**Task details**
Wherever the string "collection" occurs in a line of these records, report that line.

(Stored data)
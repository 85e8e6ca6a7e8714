//! Per-thread cache of recycled integers, rationals and floats.
//!
//! One [`ValueCache`] lives in each thread. It holds a pool per value kind,
//! all governed by the same [`CacheLimits`]. The free functions here work on
//! the calling thread's cache.

use std::cell::RefCell;

use num_bigint::BigInt;
use num_rational::BigRational;

use mpnum_memory::{
    CacheLimits, PoolError, PoolStats, PooledValue, Recycle, ValueKind, ValuePool,
};

use crate::constants::DEFAULT_PRECISION;
use crate::float::BigFloat;

impl Recycle for BigFloat {
    const KIND: ValueKind = ValueKind::Float;

    fn fresh() -> Self {
        BigFloat::zero(false, DEFAULT_PRECISION)
    }

    fn words(&self) -> usize {
        usize::try_from(u64::from(self.prec()).div_ceil(64)).unwrap_or(usize::MAX)
    }

    fn recycle(&mut self) {
        self.clear();
    }
}

/// Usage counters of the three pools of a cache.
#[derive(Debug, Clone, Copy, Default, PartialEq, Eq)]
pub struct CacheStats {
    pub integers: PoolStats,
    pub rationals: PoolStats,
    pub floats: PoolStats,
}

impl CacheStats {
    /// Counters of all three pools added together.
    #[must_use]
    pub fn total(&self) -> PoolStats {
        self.integers.merged(self.rationals).merged(self.floats)
    }
}

/// One pool per value kind under shared limits.
#[derive(Debug, Default)]
pub struct ValueCache {
    integers: ValuePool<BigInt>,
    rationals: ValuePool<BigRational>,
    floats: ValuePool<BigFloat>,
}

impl ValueCache {
    #[must_use]
    pub fn new(limits: CacheLimits) -> Self {
        Self {
            integers: ValuePool::new(limits),
            rationals: ValuePool::new(limits),
            floats: ValuePool::new(limits),
        }
    }

    #[must_use]
    pub fn limits(&self) -> CacheLimits {
        self.integers.limits()
    }

    /// Apply new limits to every pool, returning the previous ones.
    pub fn set_limits(&mut self, limits: CacheLimits) -> CacheLimits {
        let previous = self.limits();
        self.integers.resize(limits);
        self.rationals.resize(limits);
        self.floats.resize(limits);
        previous
    }

    #[must_use]
    pub fn stats(&self) -> CacheStats {
        CacheStats {
            integers: self.integers.stats(),
            rationals: self.rationals.stats(),
            floats: self.floats.stats(),
        }
    }

    /// Drop every parked value.
    pub fn clear(&mut self) {
        self.integers.clear();
        self.rationals.clear();
        self.floats.clear();
    }

    /// The pool for values of type `T`.
    pub fn pool<T: Cached>(&mut self) -> &mut ValuePool<T> {
        T::pool(self)
    }
}

/// A value type with a pool in [`ValueCache`].
pub trait Cached: Recycle {
    fn pool(cache: &mut ValueCache) -> &mut ValuePool<Self>;
}

impl Cached for BigInt {
    fn pool(cache: &mut ValueCache) -> &mut ValuePool<Self> {
        &mut cache.integers
    }
}

impl Cached for BigRational {
    fn pool(cache: &mut ValueCache) -> &mut ValuePool<Self> {
        &mut cache.rationals
    }
}

impl Cached for BigFloat {
    fn pool(cache: &mut ValueCache) -> &mut ValuePool<Self> {
        &mut cache.floats
    }
}

thread_local! {
    static CACHE: RefCell<ValueCache> = RefCell::new(ValueCache::default());
}

/// Set the limits of this thread's cache and return the previous
/// `(max_objects, max_object_words)`.
///
/// Out-of-range arguments leave the cache unchanged.
pub fn set_cache(max_objects: i64, max_object_words: i64) -> Result<(usize, usize), PoolError> {
    let limits = CacheLimits::new(max_objects, max_object_words)?;
    let previous = CACHE.with(|cache| cache.borrow_mut().set_limits(limits));
    tracing::debug!(
        max_objects = limits.max_objects,
        max_object_words = limits.max_object_words,
        "cache limits updated"
    );
    Ok(previous.as_pair())
}

/// Current `(max_objects, max_object_words)` of this thread's cache.
pub fn get_cache() -> (usize, usize) {
    CACHE.with(|cache| cache.borrow().limits().as_pair())
}

/// Take a value of type `T` from this thread's cache.
///
/// Falls back to a fresh value when the cache is unavailable (thread
/// teardown or a nested borrow).
pub fn acquire<T: Cached>() -> PooledValue<T> {
    CACHE
        .try_with(|cache| {
            cache
                .try_borrow_mut()
                .ok()
                .map(|mut cache| cache.pool::<T>().acquire())
        })
        .ok()
        .flatten()
        .unwrap_or_else(|| PooledValue::new(T::fresh()))
}

/// Give a value back to this thread's cache.
pub fn release<T: Cached>(value: PooledValue<T>) {
    let _ = CACHE.try_with(move |cache| {
        if let Ok(mut cache) = cache.try_borrow_mut() {
            cache.pool::<T>().release(value);
        }
    });
}

/// Usage counters of this thread's cache.
pub fn cache_stats() -> CacheStats {
    CACHE.with(|cache| cache.borrow().stats())
}

/// Drop every value parked in this thread's cache.
pub fn clear_cache() {
    CACHE.with(|cache| cache.borrow_mut().clear());
}
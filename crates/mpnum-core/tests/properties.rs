//! Property-based tests for the float layer, the context and the approximator.

use num_bigint::BigInt;
use num_rational::BigRational;
use num_traits::{Signed, ToPrimitive, Zero};
use proptest::prelude::*;

use mpnum_core::{
    best_rational, current_context, local_context, BigFloat, Context, ContextOverrides, Round,
    Tolerance,
};

fn finite_f64() -> impl Strategy<Value = f64> {
    prop_oneof![
        -1e100f64..1e100,
        -1.0f64..1.0,
        (-1_000_000i64..1_000_000).prop_map(|n| n as f64),
    ]
}

fn round_mode() -> impl Strategy<Value = Round> {
    prop::sample::select(Round::ALL.to_vec())
}

fn relative_error(x: &BigRational, r: &BigRational) -> BigRational {
    ((x - r) / x).abs()
}

/// Whether some fraction with denominator `q` lies within `bound` of `x`.
fn denominator_fits(x: &BigRational, q: i64, bound: &BigRational) -> bool {
    let q = BigInt::from(q);
    let scaled = x * BigRational::from_integer(q.clone());
    let floor = scaled.floor().to_integer();
    [floor.clone(), floor + 1].into_iter().any(|p| {
        let candidate = BigRational::new(p, q.clone());
        relative_error(x, &candidate) <= *bound
    })
}

proptest! {
    #![proptest_config(ProptestConfig::with_cases(64))]

    /// At 53 bits with round-to-nearest, arithmetic matches `f64` bit for bit.
    #[test]
    fn arithmetic_matches_f64(a in finite_f64(), b in finite_f64()) {
        let mut ctx = Context::default();
        let (x, y) = (BigFloat::from_f64(a), BigFloat::from_f64(b));
        prop_assert_eq!(ctx.add(&x, &y).unwrap().to_f64().to_bits(), (a + b).to_bits());
        prop_assert_eq!(ctx.sub(&x, &y).unwrap().to_f64().to_bits(), (a - b).to_bits());
        prop_assert_eq!(ctx.mul(&x, &y).unwrap().to_f64().to_bits(), (a * b).to_bits());
        if b != 0.0 {
            prop_assert_eq!(ctx.div(&x, &y).unwrap().to_f64().to_bits(), (a / b).to_bits());
        }
        let root = ctx.sqrt(&x.abs()).unwrap();
        prop_assert_eq!(root.to_f64().to_bits(), a.abs().sqrt().to_bits());
    }

    /// Directed roundings bracket the exact result.
    #[test]
    fn directed_rounding_brackets(a in finite_f64(), b in finite_f64(), prec in 2u32..80) {
        prop_assume!(b != 0.0);
        let mut ctx = Context::default();
        ctx.set_precision(i64::from(prec)).unwrap();
        let (x, y) = (BigFloat::from_f64(a), BigFloat::from_f64(b));
        ctx.set_round(Round::Down);
        let low = ctx.div(&x, &y).unwrap();
        ctx.set_round(Round::Up);
        let high = ctx.div(&x, &y).unwrap();
        let exact = x.to_rational().unwrap() / y.to_rational().unwrap();
        prop_assert!(low.to_rational().unwrap() <= exact);
        prop_assert!(high.to_rational().unwrap() >= exact);
        prop_assert_eq!(low.prec(), prec);
    }

    /// Displayed values parse back to the same value.
    #[test]
    fn display_parse_round_trip(a in finite_f64()) {
        let x = BigFloat::from_f64(a);
        let mut ctx = Context::default();
        let back = ctx.parse(&x.to_string()).unwrap();
        prop_assert_eq!(back.to_f64().to_bits(), a.to_bits());
    }

    /// The result honors the bound, and no smaller denominator does.
    #[test]
    fn approximation_is_within_bound_and_minimal(a in -1000.0f64..1000.0, bits in 4i64..16) {
        prop_assume!(a != 0.0);
        let x = BigFloat::from_f64(a);
        let exact = x.to_rational().unwrap();
        let result = best_rational(&x, &Tolerance::Exponent(-bits), false).unwrap();
        let r = result.to_rational();
        let bound = BigRational::new(BigInt::from(1), BigInt::from(1) << bits);
        prop_assert!(relative_error(&exact, &r) <= bound);

        let q = r.denom().to_i64().unwrap();
        for smaller in 1..q {
            prop_assert!(!denominator_fits(&exact, smaller, &bound), "q'={} beats q={}", smaller, q);
        }
    }

    /// Same with an explicit bound of arbitrary digits.
    #[test]
    fn relative_bound_is_exact(a in 0.1f64..100.0, bound in 1e-6f64..0.01) {
        let x = BigFloat::from_f64(a);
        let exact = x.to_rational().unwrap();
        let eps = BigFloat::from_f64(bound);
        let limit = eps.to_rational().unwrap();
        let result = best_rational(&x, &Tolerance::Relative(eps), false).unwrap();
        let r = result.to_rational();
        prop_assert!(relative_error(&exact, &r) <= limit);

        let q = r.denom().to_i64().unwrap();
        for smaller in 1..q {
            prop_assert!(!denominator_fits(&exact, smaller, &limit), "q'={} beats q={}", smaller, q);
        }
    }

    /// A canonical fraction within tolerance comes back unchanged.
    #[test]
    fn approximation_is_stable_on_exact_input(p in -500i64..500, q in 1i64..500) {
        let ratio = BigRational::new(BigInt::from(p), BigInt::from(q));
        prop_assume!(!ratio.is_zero());
        let mut ctx = Context::default();
        ctx.set_precision(120).unwrap();
        let x = ctx.from_rational(&ratio).unwrap();
        let result = best_rational(&x, &Tolerance::Exponent(-60), false).unwrap();
        prop_assert_eq!(result.to_rational(), ratio);
    }

    /// Nested local contexts restore the exact prior context.
    #[test]
    fn local_contexts_nest(
        precisions in prop::collection::vec(1i64..500, 1..6),
        modes in prop::collection::vec(round_mode(), 1..6),
    ) {
        let before = current_context();
        {
            let mut guards = Vec::new();
            for (prec, round) in precisions.iter().zip(&modes) {
                let overrides = ContextOverrides {
                    precision: Some(*prec),
                    round: Some(*round),
                    ..ContextOverrides::default()
                };
                guards.push(local_context(&overrides).unwrap());
                prop_assert_eq!(current_context().precision(), u32::try_from(*prec).unwrap());
            }
            while let Some(guard) = guards.pop() {
                drop(guard);
            }
        }
        prop_assert_eq!(current_context(), before);
    }

    /// Rational conversions are exact at sufficient precision.
    #[test]
    fn rational_round_trip(a in finite_f64()) {
        let x = BigFloat::from_f64(a);
        let r = x.to_rational().unwrap();
        let (y, dir) = BigFloat::with_ratio(&r, 53, Round::Nearest);
        prop_assert_eq!(dir, std::cmp::Ordering::Equal);
        prop_assert_eq!(y, x);
    }
}
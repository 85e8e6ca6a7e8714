//! Rational envelope.
//!
//! A 4-byte little-endian numerator length whose top bit is the sign, the
//! numerator magnitude (little-endian), then the denominator magnitude
//! filling the rest. Zero has a one-byte numerator.

use num_bigint::{BigInt, BigUint, Sign};
use num_rational::BigRational;
use num_traits::Zero;

use crate::error::CodecError;
use crate::value::Kind;

const SIGN_BIT: u32 = 0x8000_0000;
const HEADER_LEN: usize = 4;
const MIN_LEN: usize = HEADER_LEN + 2;

/// Encode a rational in lowest terms with a positive denominator.
pub fn encode_rational(value: &BigRational) -> Result<Vec<u8>, CodecError> {
    if value.denom().is_zero() {
        return Err(CodecError::InvalidDenominator);
    }
    let canonical = BigRational::new(value.numer().clone(), value.denom().clone());
    let numer = canonical.numer().magnitude().to_bytes_le();
    let denom = canonical.denom().magnitude().to_bytes_le();

    let len = u32::try_from(numer.len())
        .ok()
        .filter(|len| len & SIGN_BIT == 0)
        .ok_or(CodecError::LengthRange(numer.len()))?;
    let header = if canonical.numer().sign() == Sign::Minus {
        len | SIGN_BIT
    } else {
        len
    };

    let mut out = Vec::with_capacity(HEADER_LEN + numer.len() + denom.len());
    out.extend_from_slice(&header.to_le_bytes());
    out.extend_from_slice(&numer);
    out.extend_from_slice(&denom);
    Ok(out)
}

/// Decode a rational produced by [`encode_rational`], canonicalizing it.
pub fn decode_rational(bytes: &[u8]) -> Result<BigRational, CodecError> {
    if bytes.len() < MIN_LEN {
        return Err(CodecError::truncated(Kind::Rational, MIN_LEN, bytes.len()));
    }
    let (header, body) = bytes.split_at(HEADER_LEN);
    let header = u32::from_le_bytes([header[0], header[1], header[2], header[3]]);
    let negative = header & SIGN_BIT != 0;
    let len = (header & !SIGN_BIT) as usize;
    if len >= body.len() {
        return Err(CodecError::truncated(
            Kind::Rational,
            HEADER_LEN + len + 1,
            bytes.len(),
        ));
    }

    let (numer, denom) = body.split_at(len);
    let denom = BigUint::from_bytes_le(denom);
    if denom.is_zero() {
        return Err(CodecError::InvalidDenominator);
    }
    let sign = if negative { Sign::Minus } else { Sign::Plus };
    let numer = BigInt::from_biguint(sign, BigUint::from_bytes_le(numer));
    Ok(BigRational::new(numer, BigInt::from(denom)))
}

#[cfg(test)]
mod tests {
    use super::*;

    fn ratio(n: i64, d: i64) -> BigRational {
        BigRational::new(BigInt::from(n), BigInt::from(d))
    }

    #[test]
    fn layout() {
        assert_eq!(
            encode_rational(&ratio(-3, 4)).unwrap(),
            vec![0x01, 0x00, 0x00, 0x80, 0x03, 0x04]
        );
        assert_eq!(
            encode_rational(&ratio(300, 7)).unwrap(),
            vec![0x02, 0x00, 0x00, 0x00, 0x2C, 0x01, 0x07]
        );
    }

    #[test]
    fn zero_has_one_byte_numerator() {
        let bytes = encode_rational(&BigRational::zero()).unwrap();
        assert_eq!(bytes, vec![0x01, 0x00, 0x00, 0x00, 0x00, 0x01]);
        assert_eq!(decode_rational(&bytes).unwrap(), BigRational::zero());
    }

    #[test]
    fn encoding_is_canonical() {
        let raw = BigRational::new_raw(BigInt::from(6), BigInt::from(-8));
        assert_eq!(
            encode_rational(&raw).unwrap(),
            encode_rational(&ratio(-3, 4)).unwrap()
        );
        let zero_denom = BigRational::new_raw(BigInt::from(1), BigInt::from(0));
        assert_eq!(encode_rational(&zero_denom), Err(CodecError::InvalidDenominator));
    }

    #[test]
    fn decoding_canonicalizes() {
        // 6/8 written by hand.
        let decoded = decode_rational(&[0x01, 0x00, 0x00, 0x00, 0x06, 0x08]).unwrap();
        assert_eq!(decoded, ratio(3, 4));
        assert_eq!(decoded.numer(), &BigInt::from(3));
    }

    #[test]
    fn malformed_input() {
        assert!(matches!(
            decode_rational(&[0x01, 0x00, 0x00, 0x00, 0x01]),
            Err(CodecError::Truncated { needed: 6, got: 5, .. })
        ));
        // Numerator length swallows the denominator.
        assert!(matches!(
            decode_rational(&[0x02, 0x00, 0x00, 0x00, 0x01, 0x02]),
            Err(CodecError::Truncated { needed: 7, got: 6, .. })
        ));
        assert_eq!(
            decode_rational(&[0x01, 0x00, 0x00, 0x00, 0x01, 0x00]),
            Err(CodecError::InvalidDenominator)
        );
    }
}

**Output**
        precisions in prop::collection::vec(1i64..500, 1..6),
        modes in prop::collection::vec(round_mode(), 1..6),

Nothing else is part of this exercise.